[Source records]
//! Preview command - render an animation to PNG frames
//!
//! Builds a tray with one demo item and drives its show and destroy
//! animations through the real timer queue, dumping every published
//! frame as a numbered PNG. This exercises the whole pipeline without
//! a windowing toolkit: the host surface writes files instead of
//! painting.

use std::path::PathBuf;
use std::rc::Rc;

use anyhow::{anyhow, Context};
use clap::Args;
use image::{Rgba, RgbaImage};
use tracing::{info, warn};

use crate::config::Edge;
use crate::icon::{IconId, IconSurface};
use crate::item::StaticItem;
use crate::settings::Settings;
use crate::sources::PixbufIcon;
use crate::tray::{SurfaceFactory, Tray};

#[derive(Args, Debug)]
pub struct PreviewArgs {
    /// Directory to write the PNG frames into
    #[arg(short, long, default_value = "preview-frames")]
    pub out_dir: PathBuf,

    /// Icon size in pixels (defaults to the saved settings)
    #[arg(long)]
    pub size: Option<u32>,

    /// Edge to dock against: none, top, bottom, left, right
    #[arg(long)]
    pub edge: Option<String>,

    /// Disable animation effects (single-hop rendering)
    #[arg(long)]
    pub no_effects: bool,

    /// Render an arrow overlay on the demo icon
    #[arg(long)]
    pub arrow: bool,

    /// Render an emblem badge on the demo icon
    #[arg(long)]
    pub emblem: bool,
}

/// Host surface that writes every published frame to disk.
struct FrameDumpSurface {
    dir: PathBuf,
    label: String,
    frame: u32,
}

impl FrameDumpSurface {
    fn new(dir: PathBuf, id: IconId) -> Self {
        Self {
            dir,
            label: format!("icon{}", id.raw()),
            frame: 0,
        }
    }
}

impl IconSurface for FrameDumpSurface {
    fn set_image(&mut self, image: &RgbaImage) {
        self.frame += 1;
        let path = self.dir.join(format!("{}_{:04}.png", self.label, self.frame));
        if let Err(err) = image.save(&path) {
            warn!(path = %path.display(), "failed to write frame: {err}");
        }
    }

    fn show(&mut self) {
        info!(icon = %self.label, "icon shown");
    }

    fn hide(&mut self) {
        info!(icon = %self.label, frames = self.frame, "icon hidden");
    }

    fn destroy(&mut self) {
        info!(icon = %self.label, frames = self.frame, "icon destroyed");
    }
}

pub async fn run(args: PreviewArgs) -> anyhow::Result<()> {
    std::fs::create_dir_all(&args.out_dir)
        .with_context(|| format!("creating output dir {}", args.out_dir.display()))?;

    let mut settings = Settings::load();
    if let Some(size) = args.size {
        if size == 0 {
            return Err(anyhow!("invalid size: must be positive"));
        }
        settings.icon_size = size;
    }
    if let Some(edge) = args.edge.as_deref() {
        settings.edge = Edge::from_name(edge).ok_or_else(|| anyhow!("unknown edge: {edge}"))?;
    }
    if args.no_effects {
        settings.effects = false;
    }

    let (icon_config, tray_config) = settings.build_configs();
    let out_dir = args.out_dir.clone();
    let factory: SurfaceFactory =
        Box::new(move |id| Box::new(FrameDumpSurface::new(out_dir.clone(), id)));
    let mut tray = Tray::new(icon_config, tray_config, factory);

    let item = StaticItem::new("preview");
    item.add_source(Rc::new(PixbufIcon::new(demo_pixbuf(settings.icon_size))));
    if args.arrow {
        item.set_has_arrow(true);
    }
    if args.emblem {
        item.set_emblem(Some(demo_emblem(settings.icon_size)));
    }

    let id = tray.add_item(item);
    drive(&mut tray).await;
    info!("show animation finished");

    tray.remove_item(id);
    drive(&mut tray).await;
    info!(dir = %args.out_dir.display(), "preview frames written");

    Ok(())
}

/// Sleep until each pending timer comes due and fire it, until the
/// queue runs dry.
async fn drive(tray: &mut Tray) {
    while let Some(due) = tray.next_timer_due() {
        tokio::time::sleep_until(due.into()).await;
        tray.fire_next_timer();
    }
}

/// A procedural demo icon: a colored disc on a dark ring.
fn demo_pixbuf(size: u32) -> RgbaImage {
    let size = size.max(8);
    let mut img = RgbaImage::new(size, size);
    let center = (size as f32 - 1.0) / 2.0;
    let radius = size as f32 / 2.0 - 1.0;
    for (x, y, pixel) in img.enumerate_pixels_mut() {
        let dx = x as f32 - center;
        let dy = y as f32 - center;
        let dist = (dx * dx + dy * dy).sqrt();
        *pixel = if dist <= radius * 0.55 {
            Rgba([64, 196, 255, 255])
        } else if dist <= radius {
            Rgba([60, 60, 70, 255])
        } else {
            Rgba([0, 0, 0, 0])
        };
    }
    img
}

/// A small warning-orange disc used as the demo emblem.
fn demo_emblem(size: u32) -> RgbaImage {
    let size = (size / 2).max(4);
    let mut img = RgbaImage::new(size, size);
    let center = (size as f32 - 1.0) / 2.0;
    let radius = size as f32 / 2.0 - 0.5;
    for (x, y, pixel) in img.enumerate_pixels_mut() {
        let dx = x as f32 - center;
        let dy = y as f32 - center;
        *pixel = if (dx * dx + dy * dy).sqrt() <= radius {
            Rgba([255, 152, 0, 255])
        } else {
            Rgba([0, 0, 0, 0])
        };
    }
    img
}

#[cfg(test)]
mod tests {
    use super::*;

    #[test]
    fn test_demo_pixbuf_dimensions() {
        let img = demo_pixbuf(32);
        assert_eq!((img.width(), img.height()), (32, 32));
        // Opaque at the center, transparent in the corner.
        assert_eq!(img.get_pixel(16, 16)[3], 255);
        assert_eq!(img.get_pixel(0, 0)[3], 0);
    }

    #[test]
    fn test_demo_pixbuf_clamps_tiny_sizes() {
        let img = demo_pixbuf(1);
        assert_eq!((img.width(), img.height()), (8, 8));
    }
}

**Aim of the exercise**
Return each line above precisely as written.

**Worked solution**
//! Preview command - render an animation to PNG frames
//!
//! Builds a tray with one demo item and drives its show and destroy
//! animations through the real timer queue, dumping every published
//! frame as a numbered PNG. This exercises the whole pipeline without
//! a windowing toolkit: the host surface writes files instead of
//! painting.

use std::path::PathBuf;
use std::rc::Rc;

use anyhow::{anyhow, Context};
use clap::Args;
use image::{Rgba, RgbaImage};
use tracing::{info, warn};

use crate::config::Edge;
use crate::icon::{IconId, IconSurface};
use crate::item::StaticItem;
use crate::settings::Settings;
use crate::sources::PixbufIcon;
use crate::tray::{SurfaceFactory, Tray};

#[derive(Args, Debug)]
pub struct PreviewArgs {
    /// Directory to write the PNG frames into
    #[arg(short, long, default_value = "preview-frames")]
    pub out_dir: PathBuf,

    /// Icon size in pixels (defaults to the saved settings)
    #[arg(long)]
    pub size: Option<u32>,

    /// Edge to dock against: none, top, bottom, left, right
    #[arg(long)]
    pub edge: Option<String>,

    /// Disable animation effects (single-hop rendering)
    #[arg(long)]
    pub no_effects: bool,

    /// Render an arrow overlay on the demo icon
    #[arg(long)]
    pub arrow: bool,

    /// Render an emblem badge on the demo icon
    #[arg(long)]
    pub emblem: bool,
}

/// Host surface that writes every published frame to disk.
struct FrameDumpSurface {
    dir: PathBuf,
    label: String,
    frame: u32,
}

impl FrameDumpSurface {
    fn new(dir: PathBuf, id: IconId) -> Self {
        Self {
            dir,
            label: format!("icon{}", id.raw()),
            frame: 0,
        }
    }
}

impl IconSurface for FrameDumpSurface {
    fn set_image(&mut self, image: &RgbaImage) {
        self.frame += 1;
        let path = self.dir.join(format!("{}_{:04}.png", self.label, self.frame));
        if let Err(err) = image.save(&path) {
            warn!(path = %path.display(), "failed to write frame: {err}");
        }
    }

    fn show(&mut self) {
        info!(icon = %self.label, "icon shown");
    }

    fn hide(&mut self) {
        info!(icon = %self.label, frames = self.frame, "icon hidden");
    }

    fn destroy(&mut self) {
        info!(icon = %self.label, frames = self.frame, "icon destroyed");
    }
}

pub async fn run(args: PreviewArgs) -> anyhow::Result<()> {
    std::fs::create_dir_all(&args.out_dir)
        .with_context(|| format!("creating output dir {}", args.out_dir.display()))?;

    let mut settings = Settings::load();
    if let Some(size) = args.size {
        if size == 0 {
            return Err(anyhow!("invalid size: must be positive"));
        }
        settings.icon_size = size;
    }
    if let Some(edge) = args.edge.as_deref() {
        settings.edge = Edge::from_name(edge).ok_or_else(|| anyhow!("unknown edge: {edge}"))?;
    }
    if args.no_effects {
        settings.effects = false;
    }

    let (icon_config, tray_config) = settings.build_configs();
    let out_dir = args.out_dir.clone();
    let factory: SurfaceFactory =
        Box::new(move |id| Box::new(FrameDumpSurface::new(out_dir.clone(), id)));
    let mut tray = Tray::new(icon_config, tray_config, factory);

    let item = StaticItem::new("preview");
    item.add_source(Rc::new(PixbufIcon::new(demo_pixbuf(settings.icon_size))));
    if args.arrow {
        item.set_has_arrow(true);
    }
    if args.emblem {
        item.set_emblem(Some(demo_emblem(settings.icon_size)));
    }

    let id = tray.add_item(item);
    drive(&mut tray).await;
    info!("show animation finished");

    tray.remove_item(id);
    drive(&mut tray).await;
    info!(dir = %args.out_dir.display(), "preview frames written");

    Ok(())
}

/// Sleep until each pending timer comes due and fire it, until the
/// queue runs dry.
async fn drive(tray: &mut Tray) {
    while let Some(due) = tray.next_timer_due() {
        tokio::time::sleep_until(due.into()).await;
        tray.fire_next_timer();
    }
}

/// A procedural demo icon: a colored disc on a dark ring.
fn demo_pixbuf(size: u32) -> RgbaImage {
    let size = size.max(8);
    let mut img = RgbaImage::new(size, size);
    let center = (size as f32 - 1.0) / 2.0;
    let radius = size as f32 / 2.0 - 1.0;
    for (x, y, pixel) in img.enumerate_pixels_mut() {
        let dx = x as f32 - center;
        let dy = y as f32 - center;
        let dist = (dx * dx + dy * dy).sqrt();
        *pixel = if dist <= radius * 0.55 {
            Rgba([64, 196, 255, 255])
        } else if dist <= radius {
            Rgba([60, 60, 70, 255])
        } else {
            Rgba([0, 0, 0, 0])
        };
    }
    img
}

/// A small warning-orange disc used as the demo emblem.
fn demo_emblem(size: u32) -> RgbaImage {
    let size = (size / 2).max(4);
    let mut img = RgbaImage::new(size, size);
    let center = (size as f32 - 1.0) / 2.0;
    let radius = size as f32 / 2.0 - 0.5;
    for (x, y, pixel) in img.enumerate_pixels_mut() {
        let dx = x as f32 - center;
        let dy = y as f32 - center;
        *pixel = if (dx * dx + dy * dy).sqrt() <= radius {
            Rgba([255, 152, 0, 255])
        } else {
            Rgba([0, 0, 0, 0])
        };
    }
    img
}

#[cfg(test)]
mod tests {
    use super::*;

    #[test]
    fn test_demo_pixbuf_dimensions() {
        let img = demo_pixbuf(32);
        assert_eq!((img.width(), img.height()), (32, 32));
        // Opaque at the center, transparent in the corner.
        assert_eq!(img.get_pixel(16, 16)[3], 255);
        assert_eq!(img.get_pixel(0, 0)[3], 0);
    }

    #[test]
    fn test_demo_pixbuf_clamps_tiny_sizes() {
        let img = demo_pixbuf(1);
        assert_eq!((img.width(), img.height()), (8, 8));
    }
}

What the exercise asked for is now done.